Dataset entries
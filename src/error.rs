use thiserror::Error;

use crate::actuator::ChannelId;

/// Failure while reading OS counters. Always fatal.
#[derive(Debug, Error)]
pub enum SamplingError {
    #[error("metrics are not supported on this platform")]
    Unsupported,

    #[error("no network interfaces to sample")]
    NoInterfaces,

    #[error("configured network interface `{0}` does not exist")]
    UnknownInterface(String),

    #[error("network interface `{0}` disappeared while sampling")]
    InterfaceVanished(String),

    #[error("metric source failed: {0}")]
    Source(String),
}

#[derive(Debug, Error)]
pub enum ActuatorError {
    #[error("channel {0} is not provided by this actuator")]
    UnknownChannel(ChannelId),

    #[error("value {value} is outside channel {channel} range [0, {max}]")]
    OutOfRange {
        channel: ChannelId,
        value: f64,
        max: f64,
    },

    #[error("channel {0} was already shut down")]
    ChannelShutDown(ChannelId),

    #[error("output device error: {0}")]
    Io(#[from] std::io::Error),
}

#[derive(Debug, Error)]
pub enum ConfigError {
    #[error("config file not found: {path}")]
    FileNotFound { path: String },

    #[error("failed to parse {path}: {message}")]
    ParseError { path: String, message: String },

    #[error("invalid value for {field}: {message}")]
    ValidationFailed { field: String, message: String },
}

impl ConfigError {
    pub(crate) fn invalid(field: &str, message: impl Into<String>) -> Self {
        ConfigError::ValidationFailed {
            field: field.to_string(),
            message: message.into(),
        }
    }
}

/// Anything that ends the control loop with a non-zero exit.
#[derive(Debug, Error)]
pub enum MonitorError {
    #[error("sampling failed: {0}")]
    Sampling(#[from] SamplingError),

    #[error("actuator write on channel {channel} failed: {source}")]
    Actuator {
        channel: ChannelId,
        #[source]
        source: ActuatorError,
    },
}

pub type Result<T, E = MonitorError> = std::result::Result<T, E>;
use std::time::Duration;

const UNITS: [&str; 5] = ["B", "KiB", "MiB", "GiB", "TiB"];

/// Binary-prefixed size, two decimals above one KiB.
pub fn human_bytes(bytes: f64) -> String {
    let mut value = bytes.max(0.0);
    let mut unit = 0;
    while value >= 1024.0 && unit < UNITS.len() - 1 {
        value /= 1024.0;
        unit += 1;
    }
    if unit == 0 {
        format!("{:.0} {}", value, UNITS[0])
    } else {
        format!("{:.2} {}", value, UNITS[unit])
    }
}

/// One tick of traffic against the bandwidth ceiling, for trace output.
///
/// The load is per tick, the same way the network needle reads it, so it
/// may exceed 100 where the needle pins.
pub fn describe_traffic(bytes: u64, interval: Duration, max_bandwidth: u64) -> String {
    let load = if max_bandwidth == 0 {
        0.0
    } else {
        bytes as f64 / max_bandwidth as f64 * 100.0
    };
    let secs = interval.as_secs_f64();
    if secs == 0.0 {
        return format!("{} ({:.1}% load)", human_bytes(bytes as f64), load);
    }
    format!(
        "{} at {}/s ({:.1}% load)",
        human_bytes(bytes as f64),
        human_bytes(bytes as f64 / secs),
        load
    )
}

Action item: Scan the records for the string "from" and show every line that contains it.

Finished task:
    Io(#[from] std::io::Error),
    Sampling(#[from] SamplingError),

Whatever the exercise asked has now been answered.